Input records Block Start

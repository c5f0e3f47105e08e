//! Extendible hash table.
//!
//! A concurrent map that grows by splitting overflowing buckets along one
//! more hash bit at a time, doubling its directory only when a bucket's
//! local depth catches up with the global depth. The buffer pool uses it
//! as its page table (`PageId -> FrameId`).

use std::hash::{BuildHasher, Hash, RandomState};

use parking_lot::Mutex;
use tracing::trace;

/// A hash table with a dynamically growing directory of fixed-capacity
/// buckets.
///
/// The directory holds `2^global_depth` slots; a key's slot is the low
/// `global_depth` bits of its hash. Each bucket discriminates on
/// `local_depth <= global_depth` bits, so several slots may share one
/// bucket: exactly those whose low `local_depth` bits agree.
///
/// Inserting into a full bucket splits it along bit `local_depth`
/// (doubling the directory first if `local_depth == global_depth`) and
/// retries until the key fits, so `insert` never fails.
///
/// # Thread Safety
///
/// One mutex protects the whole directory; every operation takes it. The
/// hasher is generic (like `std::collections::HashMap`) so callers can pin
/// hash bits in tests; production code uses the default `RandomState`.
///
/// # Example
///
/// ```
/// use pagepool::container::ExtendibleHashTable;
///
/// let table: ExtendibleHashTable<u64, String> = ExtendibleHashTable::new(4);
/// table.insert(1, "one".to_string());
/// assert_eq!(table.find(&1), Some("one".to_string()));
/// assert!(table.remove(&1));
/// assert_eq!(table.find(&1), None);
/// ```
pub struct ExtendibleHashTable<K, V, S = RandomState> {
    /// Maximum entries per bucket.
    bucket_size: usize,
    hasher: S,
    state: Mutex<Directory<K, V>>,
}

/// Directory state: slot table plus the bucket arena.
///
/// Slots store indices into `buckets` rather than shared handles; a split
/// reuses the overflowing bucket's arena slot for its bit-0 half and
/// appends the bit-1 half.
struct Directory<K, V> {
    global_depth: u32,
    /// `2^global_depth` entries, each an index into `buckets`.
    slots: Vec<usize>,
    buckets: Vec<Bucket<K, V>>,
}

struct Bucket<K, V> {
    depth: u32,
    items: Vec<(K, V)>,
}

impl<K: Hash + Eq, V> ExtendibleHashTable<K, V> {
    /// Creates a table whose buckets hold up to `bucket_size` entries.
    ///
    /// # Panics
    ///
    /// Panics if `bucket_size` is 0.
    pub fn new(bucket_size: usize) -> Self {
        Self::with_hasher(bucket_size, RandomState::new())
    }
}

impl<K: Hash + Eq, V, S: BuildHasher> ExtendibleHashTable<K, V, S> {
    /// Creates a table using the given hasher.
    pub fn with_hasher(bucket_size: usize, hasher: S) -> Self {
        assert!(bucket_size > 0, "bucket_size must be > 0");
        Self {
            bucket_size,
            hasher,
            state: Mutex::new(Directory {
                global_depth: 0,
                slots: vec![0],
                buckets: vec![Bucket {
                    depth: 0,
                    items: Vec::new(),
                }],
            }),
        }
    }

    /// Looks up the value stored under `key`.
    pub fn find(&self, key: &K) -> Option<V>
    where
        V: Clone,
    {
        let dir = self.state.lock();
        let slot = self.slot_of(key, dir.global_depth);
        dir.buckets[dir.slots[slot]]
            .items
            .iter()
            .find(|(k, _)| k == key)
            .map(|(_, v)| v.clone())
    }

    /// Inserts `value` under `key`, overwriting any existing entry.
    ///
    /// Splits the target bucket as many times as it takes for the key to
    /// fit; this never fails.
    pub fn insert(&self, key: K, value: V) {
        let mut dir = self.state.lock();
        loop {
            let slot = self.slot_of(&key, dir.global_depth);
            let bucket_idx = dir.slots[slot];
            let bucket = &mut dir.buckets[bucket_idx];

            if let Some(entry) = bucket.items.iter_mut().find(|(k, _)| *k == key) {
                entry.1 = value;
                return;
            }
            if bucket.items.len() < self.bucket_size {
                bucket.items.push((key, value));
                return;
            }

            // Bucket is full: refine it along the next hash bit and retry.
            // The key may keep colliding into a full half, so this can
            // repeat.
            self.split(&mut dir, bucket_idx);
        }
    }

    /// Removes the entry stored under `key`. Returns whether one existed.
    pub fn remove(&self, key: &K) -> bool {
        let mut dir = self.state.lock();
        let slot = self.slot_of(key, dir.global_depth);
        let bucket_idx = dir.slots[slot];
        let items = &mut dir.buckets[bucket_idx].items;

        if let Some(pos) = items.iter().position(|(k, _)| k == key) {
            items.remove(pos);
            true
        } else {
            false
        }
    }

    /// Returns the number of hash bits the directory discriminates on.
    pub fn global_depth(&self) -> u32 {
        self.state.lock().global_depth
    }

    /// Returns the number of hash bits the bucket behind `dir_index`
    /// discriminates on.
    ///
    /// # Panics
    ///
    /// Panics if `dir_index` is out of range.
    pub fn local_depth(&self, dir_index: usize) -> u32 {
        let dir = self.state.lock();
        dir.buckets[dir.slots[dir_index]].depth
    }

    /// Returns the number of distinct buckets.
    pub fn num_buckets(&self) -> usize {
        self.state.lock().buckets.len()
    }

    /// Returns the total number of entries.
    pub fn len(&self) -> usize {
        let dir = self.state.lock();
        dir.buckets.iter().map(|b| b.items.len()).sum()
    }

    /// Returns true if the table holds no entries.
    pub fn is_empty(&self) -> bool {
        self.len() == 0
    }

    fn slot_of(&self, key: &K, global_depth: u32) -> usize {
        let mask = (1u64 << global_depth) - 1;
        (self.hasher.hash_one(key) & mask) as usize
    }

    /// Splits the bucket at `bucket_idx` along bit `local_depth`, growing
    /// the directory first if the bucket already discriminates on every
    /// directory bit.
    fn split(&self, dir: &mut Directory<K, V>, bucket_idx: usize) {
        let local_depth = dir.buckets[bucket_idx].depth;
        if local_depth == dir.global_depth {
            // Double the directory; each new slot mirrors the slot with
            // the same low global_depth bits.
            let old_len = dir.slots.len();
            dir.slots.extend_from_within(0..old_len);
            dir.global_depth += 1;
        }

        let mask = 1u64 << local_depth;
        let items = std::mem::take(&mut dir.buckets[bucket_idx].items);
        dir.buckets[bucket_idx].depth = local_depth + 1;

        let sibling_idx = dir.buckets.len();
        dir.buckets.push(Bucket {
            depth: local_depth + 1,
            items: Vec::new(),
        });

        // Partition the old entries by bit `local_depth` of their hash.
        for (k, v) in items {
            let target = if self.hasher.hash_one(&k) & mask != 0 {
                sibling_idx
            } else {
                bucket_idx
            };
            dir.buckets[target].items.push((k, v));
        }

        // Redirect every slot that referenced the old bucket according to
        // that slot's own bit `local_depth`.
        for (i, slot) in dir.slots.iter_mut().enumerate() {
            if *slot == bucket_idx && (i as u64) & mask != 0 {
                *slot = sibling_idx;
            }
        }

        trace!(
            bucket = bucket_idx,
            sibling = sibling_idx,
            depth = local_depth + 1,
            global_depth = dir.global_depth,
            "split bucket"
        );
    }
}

Input records Block End

◆ **Work instruction**:
The lines above starting at the one that contains "number of entries." and ending at the one that contains "let mask = (1u64" must be transcribed exactly, and no other lines may appear.

◆ **Result of this task**:
    /// Returns the total number of entries.
    pub fn len(&self) -> usize {
        let dir = self.state.lock();
        dir.buckets.iter().map(|b| b.items.len()).sum()
    }

    /// Returns true if the table holds no entries.
    pub fn is_empty(&self) -> bool {
        self.len() == 0
    }

    fn slot_of(&self, key: &K, global_depth: u32) -> usize {
        let mask = (1u64 << global_depth) - 1;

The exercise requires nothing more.